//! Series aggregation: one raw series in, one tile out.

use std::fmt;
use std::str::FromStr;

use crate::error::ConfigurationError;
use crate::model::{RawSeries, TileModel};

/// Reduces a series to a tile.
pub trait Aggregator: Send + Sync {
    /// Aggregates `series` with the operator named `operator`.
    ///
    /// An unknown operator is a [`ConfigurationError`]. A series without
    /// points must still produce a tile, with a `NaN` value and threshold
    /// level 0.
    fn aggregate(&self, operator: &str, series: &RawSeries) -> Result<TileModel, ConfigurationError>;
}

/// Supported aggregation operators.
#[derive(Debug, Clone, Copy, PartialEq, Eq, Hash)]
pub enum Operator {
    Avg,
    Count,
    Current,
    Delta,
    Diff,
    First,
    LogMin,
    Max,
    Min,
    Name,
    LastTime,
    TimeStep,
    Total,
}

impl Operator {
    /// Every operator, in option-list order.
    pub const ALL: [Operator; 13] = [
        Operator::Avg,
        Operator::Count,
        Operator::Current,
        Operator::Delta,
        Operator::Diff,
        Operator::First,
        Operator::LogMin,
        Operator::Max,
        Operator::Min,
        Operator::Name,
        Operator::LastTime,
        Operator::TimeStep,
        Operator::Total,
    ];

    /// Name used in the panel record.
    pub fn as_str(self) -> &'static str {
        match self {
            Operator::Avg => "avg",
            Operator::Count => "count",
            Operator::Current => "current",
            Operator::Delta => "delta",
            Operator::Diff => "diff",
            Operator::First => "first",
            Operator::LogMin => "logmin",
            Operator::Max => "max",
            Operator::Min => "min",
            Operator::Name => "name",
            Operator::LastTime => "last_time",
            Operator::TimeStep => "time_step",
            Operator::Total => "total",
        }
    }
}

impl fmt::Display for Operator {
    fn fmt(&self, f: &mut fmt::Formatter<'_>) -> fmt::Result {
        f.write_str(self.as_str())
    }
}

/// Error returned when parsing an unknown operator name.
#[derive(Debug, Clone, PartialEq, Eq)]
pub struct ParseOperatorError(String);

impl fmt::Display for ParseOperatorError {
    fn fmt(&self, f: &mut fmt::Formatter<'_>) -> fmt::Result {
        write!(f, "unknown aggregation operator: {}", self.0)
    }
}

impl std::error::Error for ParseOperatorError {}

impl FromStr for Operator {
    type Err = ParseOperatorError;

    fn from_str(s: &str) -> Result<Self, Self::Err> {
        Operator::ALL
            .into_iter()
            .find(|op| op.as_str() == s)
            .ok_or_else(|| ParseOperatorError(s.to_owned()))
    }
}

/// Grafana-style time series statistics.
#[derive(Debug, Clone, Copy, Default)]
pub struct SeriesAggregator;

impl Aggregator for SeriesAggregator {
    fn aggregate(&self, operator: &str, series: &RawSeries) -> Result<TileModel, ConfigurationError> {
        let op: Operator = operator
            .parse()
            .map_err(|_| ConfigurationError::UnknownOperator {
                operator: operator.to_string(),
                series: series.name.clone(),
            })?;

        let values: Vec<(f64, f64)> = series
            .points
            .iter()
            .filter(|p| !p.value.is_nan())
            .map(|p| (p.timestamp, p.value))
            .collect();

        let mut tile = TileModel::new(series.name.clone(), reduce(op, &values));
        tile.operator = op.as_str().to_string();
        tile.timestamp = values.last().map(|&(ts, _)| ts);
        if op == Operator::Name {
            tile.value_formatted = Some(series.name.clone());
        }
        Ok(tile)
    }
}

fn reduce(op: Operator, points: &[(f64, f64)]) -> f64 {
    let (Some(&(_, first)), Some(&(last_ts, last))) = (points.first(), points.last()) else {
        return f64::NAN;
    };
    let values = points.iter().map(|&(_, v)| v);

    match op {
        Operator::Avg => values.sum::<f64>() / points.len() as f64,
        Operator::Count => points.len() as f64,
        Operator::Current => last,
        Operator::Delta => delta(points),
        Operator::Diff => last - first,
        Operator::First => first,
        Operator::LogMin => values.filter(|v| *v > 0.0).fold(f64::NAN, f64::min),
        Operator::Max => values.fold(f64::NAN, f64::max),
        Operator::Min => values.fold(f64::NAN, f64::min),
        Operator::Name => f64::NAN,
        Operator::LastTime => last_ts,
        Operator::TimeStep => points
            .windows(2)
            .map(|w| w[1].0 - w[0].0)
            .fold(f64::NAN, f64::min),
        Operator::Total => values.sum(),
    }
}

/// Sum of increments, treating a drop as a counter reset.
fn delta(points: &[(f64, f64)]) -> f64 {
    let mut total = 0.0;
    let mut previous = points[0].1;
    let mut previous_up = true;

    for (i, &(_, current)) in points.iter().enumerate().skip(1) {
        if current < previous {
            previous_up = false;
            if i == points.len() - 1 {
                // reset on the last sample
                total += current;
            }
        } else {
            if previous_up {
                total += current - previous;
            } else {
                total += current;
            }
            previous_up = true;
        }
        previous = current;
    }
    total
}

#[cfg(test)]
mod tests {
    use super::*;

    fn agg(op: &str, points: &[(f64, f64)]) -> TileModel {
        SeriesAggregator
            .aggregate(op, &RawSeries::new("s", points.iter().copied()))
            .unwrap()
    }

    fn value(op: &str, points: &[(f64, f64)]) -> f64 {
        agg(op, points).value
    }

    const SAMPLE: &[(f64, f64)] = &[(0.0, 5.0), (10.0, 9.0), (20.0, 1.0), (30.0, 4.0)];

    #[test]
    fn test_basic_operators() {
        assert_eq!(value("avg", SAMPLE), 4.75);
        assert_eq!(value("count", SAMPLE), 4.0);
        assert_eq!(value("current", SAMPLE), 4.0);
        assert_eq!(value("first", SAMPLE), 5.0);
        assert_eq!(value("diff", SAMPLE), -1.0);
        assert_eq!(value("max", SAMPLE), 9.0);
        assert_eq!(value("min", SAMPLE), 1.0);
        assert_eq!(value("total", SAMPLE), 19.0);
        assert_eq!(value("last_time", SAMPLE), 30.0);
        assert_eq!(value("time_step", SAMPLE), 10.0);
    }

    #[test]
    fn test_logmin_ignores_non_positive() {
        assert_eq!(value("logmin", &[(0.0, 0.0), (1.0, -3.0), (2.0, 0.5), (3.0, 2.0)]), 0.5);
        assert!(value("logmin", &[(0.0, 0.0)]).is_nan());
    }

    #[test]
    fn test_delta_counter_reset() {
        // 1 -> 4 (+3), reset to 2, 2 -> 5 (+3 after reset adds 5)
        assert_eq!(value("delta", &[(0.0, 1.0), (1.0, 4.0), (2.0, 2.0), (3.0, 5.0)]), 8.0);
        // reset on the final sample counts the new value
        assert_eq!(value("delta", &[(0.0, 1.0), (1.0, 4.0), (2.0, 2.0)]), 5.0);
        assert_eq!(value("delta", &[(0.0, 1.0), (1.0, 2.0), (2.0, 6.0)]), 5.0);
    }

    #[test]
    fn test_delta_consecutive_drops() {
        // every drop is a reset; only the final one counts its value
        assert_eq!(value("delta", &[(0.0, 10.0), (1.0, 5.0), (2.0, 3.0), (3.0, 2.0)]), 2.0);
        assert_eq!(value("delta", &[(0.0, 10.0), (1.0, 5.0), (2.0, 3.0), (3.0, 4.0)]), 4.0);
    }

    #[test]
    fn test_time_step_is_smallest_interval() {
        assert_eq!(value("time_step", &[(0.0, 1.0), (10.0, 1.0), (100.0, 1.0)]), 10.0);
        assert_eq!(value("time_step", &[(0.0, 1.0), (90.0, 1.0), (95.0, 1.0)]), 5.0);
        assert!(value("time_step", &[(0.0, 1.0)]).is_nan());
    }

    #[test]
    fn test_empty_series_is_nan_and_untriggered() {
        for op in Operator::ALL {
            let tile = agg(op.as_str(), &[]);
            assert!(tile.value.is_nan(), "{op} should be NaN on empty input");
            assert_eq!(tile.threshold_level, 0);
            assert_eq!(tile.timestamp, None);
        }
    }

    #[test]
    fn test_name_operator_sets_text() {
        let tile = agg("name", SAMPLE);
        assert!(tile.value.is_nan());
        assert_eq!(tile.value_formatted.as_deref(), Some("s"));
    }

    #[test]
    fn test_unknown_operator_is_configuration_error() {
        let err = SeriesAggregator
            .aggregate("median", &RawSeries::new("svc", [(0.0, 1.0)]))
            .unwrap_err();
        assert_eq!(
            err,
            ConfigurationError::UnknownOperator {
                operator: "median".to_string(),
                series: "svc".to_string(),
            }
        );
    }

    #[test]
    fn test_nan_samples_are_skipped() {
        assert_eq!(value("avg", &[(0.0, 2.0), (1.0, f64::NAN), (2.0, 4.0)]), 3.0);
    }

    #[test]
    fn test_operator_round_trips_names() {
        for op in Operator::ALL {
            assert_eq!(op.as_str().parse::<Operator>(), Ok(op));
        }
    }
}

★ ★ ★

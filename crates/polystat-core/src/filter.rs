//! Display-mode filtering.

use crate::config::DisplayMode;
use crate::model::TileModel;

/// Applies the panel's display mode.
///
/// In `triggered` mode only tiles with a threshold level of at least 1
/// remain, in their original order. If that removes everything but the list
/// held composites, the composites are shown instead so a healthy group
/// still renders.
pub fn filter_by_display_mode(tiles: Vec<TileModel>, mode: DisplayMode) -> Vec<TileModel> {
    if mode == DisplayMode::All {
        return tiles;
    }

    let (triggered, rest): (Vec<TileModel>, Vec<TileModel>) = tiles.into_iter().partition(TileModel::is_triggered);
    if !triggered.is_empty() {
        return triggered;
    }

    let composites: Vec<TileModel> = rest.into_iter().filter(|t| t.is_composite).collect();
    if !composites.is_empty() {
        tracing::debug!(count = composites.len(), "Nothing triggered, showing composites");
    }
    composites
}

★ ★ ★

◆ TASK GOAL ◆
Working from the entries above, find every line in which the word "timestamp" occurs and copy it.

◆ WRITTEN SOLUTION ◆
            .map(|p| (p.timestamp, p.value))
        tile.timestamp = values.last().map(|&(ts, _)| ts);
            assert_eq!(tile.timestamp, None);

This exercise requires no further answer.